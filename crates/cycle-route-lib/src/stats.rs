//! Summary statistics over rows and route features

use crate::{CoordinateRow, RouteFeature, RouteFeatureCollection};
use geo::Rect;
#[cfg(feature = "serde")]
use serde::{Deserialize, Serialize};

/// Earth's radius in meters
const EARTH_RADIUS_M: f64 = 6_371_000.0;

/// Information about a feature collection
#[derive(Debug, Clone, Default, PartialEq)]
#[cfg_attr(feature = "serde", derive(Serialize, Deserialize))]
pub struct CollectionInfo {
    /// Number of routes with geometry
    pub route_count: usize,
    /// Total number of line points
    pub total_points: usize,
    /// Total length in meters
    pub total_distance_meters: f64,
}

/// Mean `(latitude, longitude)` of the rows, `None` when there are none
pub fn centroid(rows: &[CoordinateRow]) -> Option<(f64, f64)> {
    if rows.is_empty() {
        return None;
    }
    let n = rows.len() as f64;
    let (lat_sum, lon_sum) = rows
        .iter()
        .fold((0.0, 0.0), |(lat, lon), row| (lat + row.latitude, lon + row.longitude));
    Some((lat_sum / n, lon_sum / n))
}

/// Bounding box of the rows with `x` = longitude and `y` = latitude
pub fn bounding_box(rows: &[CoordinateRow]) -> Option<Rect<f64>> {
    let first = rows.first()?.coord();
    let (min, max) = rows.iter().skip(1).fold((first, first), |(min, max), row| {
        let c = row.coord();
        (
            geo::Coord {
                x: min.x.min(c.x),
                y: min.y.min(c.y),
            },
            geo::Coord {
                x: max.x.max(c.x),
                y: max.y.max(c.y),
            },
        )
    });
    Some(Rect::new(min, max))
}

/// Great-circle distance between two `(lon, lat)` coordinates in meters
pub fn haversine_distance(a: geo::Coord<f64>, b: geo::Coord<f64>) -> f64 {
    let lat1 = a.y.to_radians();
    let lat2 = b.y.to_radians();
    let delta_lat = (b.y - a.y).to_radians();
    let delta_lon = (b.x - a.x).to_radians();

    let h = (delta_lat / 2.0).sin().powi(2)
        + lat1.cos() * lat2.cos() * (delta_lon / 2.0).sin().powi(2);
    let c = 2.0 * h.sqrt().atan2((1.0 - h).sqrt());

    EARTH_RADIUS_M * c
}

/// Length of a route in meters
pub fn route_length_meters(feature: &RouteFeature) -> f64 {
    feature
        .line
        .0
        .windows(2)
        .map(|pair| haversine_distance(pair[0], pair[1]))
        .sum()
}

impl RouteFeatureCollection {
    /// Route count, point count and total length
    pub fn info(&self) -> CollectionInfo {
        CollectionInfo {
            route_count: self.len(),
            total_points: self.total_points(),
            total_distance_meters: self.features().iter().map(route_length_meters).sum(),
        }
    }
}
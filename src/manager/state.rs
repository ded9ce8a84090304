// Copyright 2023 Google LLC
//
// Licensed under the Apache License, Version 2.0 (the "License");
// you may not use this file except in compliance with the License.
// You may obtain a copy of the License at
//
//     https://www.apache.org/licenses/LICENSE-2.0
//
// Unless required by applicable law or agreed to in writing, software
// distributed under the License is distributed on an "AS IS" BASIS,
// WITHOUT WARRANTIES OR CONDITIONS OF ANY KIND, either express or implied.
// See the License for the specific language governing permissions and
// limitations under the License.

use crate::common::{
    AdapterState, AdapterUnavailableReason, DeviceId, DeviceInfo,
    DiscoveredDevice,
};

/// Lifecycle of a `ConnectionManager`.
///
/// ```text
/// Uninitialized -> Initializing -> {Ready, PermissionDenied, AdapterUnavailable}
/// Ready -> Scanning -> {Ready, ScanTimeout -> Ready, AdapterUnavailable}
/// Ready -> Connecting -> Connected -> Disconnecting -> Ready
/// ```
///
/// Losing the link or the radio moves any connected state straight to
/// `Ready`.
#[derive(Debug, Clone, Copy, PartialEq, Eq)]
pub enum ManagerState {
    Uninitialized,
    Initializing,
    Ready,
    PermissionDenied,
    AdapterUnavailable(AdapterUnavailableReason),
    Scanning,
    ScanTimeout,
    Connecting,
    Connected,
    Disconnecting,
}

/// Why a session ended.
#[derive(Debug, Clone, Copy, PartialEq, Eq)]
pub enum DisconnectReason {
    /// `disconnect()` was called.
    Requested,
    /// The peripheral went away: powered off, out of range, etc.
    Unsolicited,
    /// The local radio stopped being powered on.
    AdapterPoweredOff,
    /// `connect()` installed a new session.
    Replaced,
    /// `teardown()` was called.
    TornDown,
}

/// Published on `ConnectionManager::subscribe()` after the manager's own
/// state reflects the change.
#[derive(Debug, Clone, PartialEq)]
pub enum ManagerEvent {
    AdapterStateChanged(AdapterState),
    DeviceFound(DiscoveredDevice),
    ScanTimedOut,
    Connected(DeviceInfo),
    Disconnected {
        device: DeviceId,
        reason: DisconnectReason,
    },
}
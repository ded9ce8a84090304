// Copyright 2023 Google LLC
//
// Licensed under the Apache License, Version 2.0 (the "License");
// you may not use this file except in compliance with the License.
// You may obtain a copy of the License at
//
//     https://www.apache.org/licenses/LICENSE-2.0
//
// Unless required by applicable law or agreed to in writing, software
// distributed under the License is distributed on an "AS IS" BASIS,
// WITHOUT WARRANTIES OR CONDITIONS OF ANY KIND, either express or implied.
// See the License for the specific language governing permissions and
// limitations under the License.

use std::{
    collections::HashMap,
    sync::{Mutex, MutexGuard, PoisonError},
};

use futures::channel::mpsc::UnboundedSender;
use uuid::Uuid;

use super::MockPeripheral;
use crate::common::{AdapterState, DeviceId, WriteKind};

/// One write as the peripheral saw it.
#[derive(Debug, Clone, PartialEq, Eq)]
pub struct WriteRecord {
    pub device: DeviceId,
    pub service: Uuid,
    pub characteristic: Uuid,
    pub data: Vec<u8>,
    pub kind: WriteKind,
}

impl WriteRecord {
    /// Payload as text, for asserting on commands.
    pub fn text(&self) -> String {
        String::from_utf8_lossy(&self.data).into_owned()
    }
}

/// Radio and peripherals shared by an adapter, its devices and the test's
/// controller.
#[derive(Default)]
pub(super) struct World {
    pub(super) state: AdapterState,
    pub(super) state_listeners: Vec<UnboundedSender<AdapterState>>,
    pub(super) peripherals: HashMap<DeviceId, MockPeripheral>,
    pub(super) connected: HashMap<DeviceId, bool>,
    pub(super) disconnect_listeners: HashMap<DeviceId, Vec<UnboundedSender<()>>>,
    pub(super) scanning: bool,
    pub(super) scan_starts: usize,
    pub(super) scan_stops: usize,
    pub(super) overlapping_scan_starts: usize,
    pub(super) connects: usize,
    pub(super) write_attempts: Vec<WriteRecord>,
    pub(super) writes: Vec<WriteRecord>,
}

impl World {
    pub(super) fn set_state(&mut self, state: AdapterState) {
        self.state = state;
        self.state_listeners
            .retain(|listener| listener.unbounded_send(state).is_ok());
    }

    pub(super) fn is_connected(&self, id: &DeviceId) -> bool {
        self.connected.get(id).copied().unwrap_or(false)
    }

    /// Marks `id` disconnected and tells everyone watching it.
    pub(super) fn drop_link(&mut self, id: &DeviceId) {
        self.connected.insert(id.clone(), false);
        if let Some(listeners) = self.disconnect_listeners.get_mut(id) {
            listeners.retain(|listener| listener.unbounded_send(()).is_ok());
        }
    }
}

pub(super) fn lock(world: &Mutex<World>) -> MutexGuard<'_, World> {
    world.lock().unwrap_or_else(PoisonError::into_inner)
}
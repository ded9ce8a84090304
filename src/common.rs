// Copyright 2023 Google LLC
//
// Licensed under the Apache License, Version 2.0 (the "License");
// you may not use this file except in compliance with the License.
// You may obtain a copy of the License at
//
//     https://www.apache.org/licenses/LICENSE-2.0
//
// Unless required by applicable law or agreed to in writing, software
// distributed under the License is distributed on an "AS IS" BASIS,
// WITHOUT WARRANTIES OR CONDITIONS OF ANY KIND, either express or implied.
// See the License for the specific language governing permissions and
// limitations under the License.

mod adapter_state;
mod advertisement;
mod error;
mod filter;
mod gatt;
mod permission;

pub use adapter_state::{AdapterState, AdapterUnavailableReason};
pub use advertisement::{DeviceId, DiscoveredDevice};
pub use error::{BluetoothError, ConnectionError, Remedy};
pub use filter::{NameFilter, DEFAULT_NAME_KEYWORDS};
pub use gatt::{
    writable_characteristics, Characteristic, CharacteristicFlags, DeviceInfo,
    Service, WriteKind,
};
pub use permission::{
    Permission, PermissionStatus, RemediationChoice,
    BLUETOOTH_PERMISSION_API_LEVEL,
};
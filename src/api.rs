// Copyright 2023 Google LLC
//
// Licensed under the Apache License, Version 2.0 (the "License");
// you may not use this file except in compliance with the License.
// You may obtain a copy of the License at
//
//     https://www.apache.org/licenses/LICENSE-2.0
//
// Unless required by applicable law or agreed to in writing, software
// distributed under the License is distributed on an "AS IS" BASIS,
// WITHOUT WARRANTIES OR CONDITIONS OF ANY KIND, either express or implied.
// See the License for the specific language governing permissions and
// limitations under the License.

mod adapter;
mod device;
mod permission;

pub use adapter::BleAdapter;
pub use device::BleDevice;
pub use permission::{
    DeclineRemediation, NoRuntimePermissions, PermissionProvider,
    RemediationPrompt,
};
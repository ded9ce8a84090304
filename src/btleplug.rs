// Copyright 2023 Google LLC
//
// Licensed under the Apache License, Version 2.0 (the "License");
// you may not use this file except in compliance with the License.
// You may obtain a copy of the License at
//
//     https://www.apache.org/licenses/LICENSE-2.0
//
// Unless required by applicable law or agreed to in writing, software
// distributed under the License is distributed on an "AS IS" BASIS,
// WITHOUT WARRANTIES OR CONDITIONS OF ANY KIND, either express or implied.
// See the License for the specific language governing permissions and
// limitations under the License.

mod adapter;
mod device;
mod error;

pub use adapter::BleAdapter;
pub use device::BleDevice;
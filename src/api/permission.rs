// Copyright 2023 Google LLC
//
// Licensed under the Apache License, Version 2.0 (the "License");
// you may not use this file except in compliance with the License.
// You may obtain a copy of the License at
//
//     https://www.apache.org/licenses/LICENSE-2.0
//
// Unless required by applicable law or agreed to in writing, software
// distributed under the License is distributed on an "AS IS" BASIS,
// WITHOUT WARRANTIES OR CONDITIONS OF ANY KIND, either express or implied.
// See the License for the specific language governing permissions and
// limitations under the License.

use async_trait::async_trait;

use crate::common::{
    AdapterUnavailableReason, BluetoothError, Permission, PermissionStatus,
    RemediationChoice,
};

/// Host OS permission subsystem.
#[async_trait]
pub trait PermissionProvider: Send + Sync {
    /// Platform API level, or `None` when the host has no runtime permission
    /// model for Bluetooth.
    fn platform_version(&self) -> Option<u32>;

    /// Ask the user for `permissions`. Returns one status per requested
    /// permission, in any order.
    async fn request(
        &self,
        permissions: &[Permission],
    ) -> Result<Vec<(Permission, PermissionStatus)>, BluetoothError>;
}

/// User-facing side of `ConnectionManager::initialize()`. Implementations
/// show a dialog and may await the user for as long as it takes.
#[async_trait]
pub trait RemediationPrompt: Send + Sync {
    /// Permissions were refused. Typically offers to open the app settings.
    async fn permission_denied(&self);

    /// The radio can't be used. The answer decides whether the manager polls
    /// the adapter again.
    async fn adapter_unavailable(
        &self,
        reason: AdapterUnavailableReason,
    ) -> RemediationChoice;
}

/// For desktop hosts where Bluetooth access is not gated at runtime.
#[derive(Debug, Default, Clone, Copy)]
pub struct NoRuntimePermissions;

#[async_trait]
impl PermissionProvider for NoRuntimePermissions {
    fn platform_version(&self) -> Option<u32> {
        None
    }

    async fn request(
        &self,
        permissions: &[Permission],
    ) -> Result<Vec<(Permission, PermissionStatus)>, BluetoothError> {
        Ok(permissions
            .iter()
            .map(|permission| (*permission, PermissionStatus::Granted))
            .collect())
    }
}

/// Headless prompt: never asks, always gives up.
#[derive(Debug, Default, Clone, Copy)]
pub struct DeclineRemediation;

#[async_trait]
impl RemediationPrompt for DeclineRemediation {
    async fn permission_denied(&self) {}

    async fn adapter_unavailable(
        &self,
        _reason: AdapterUnavailableReason,
    ) -> RemediationChoice {
        RemediationChoice::Cancel
    }
}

= = = = = = =

TASK TO COMPLETE:
From the listing above, return each line with the word "data".

EXPECTED OUTPUT:
    pub data: Vec<u8>,
        String::from_utf8_lossy(&self.data).into_owned()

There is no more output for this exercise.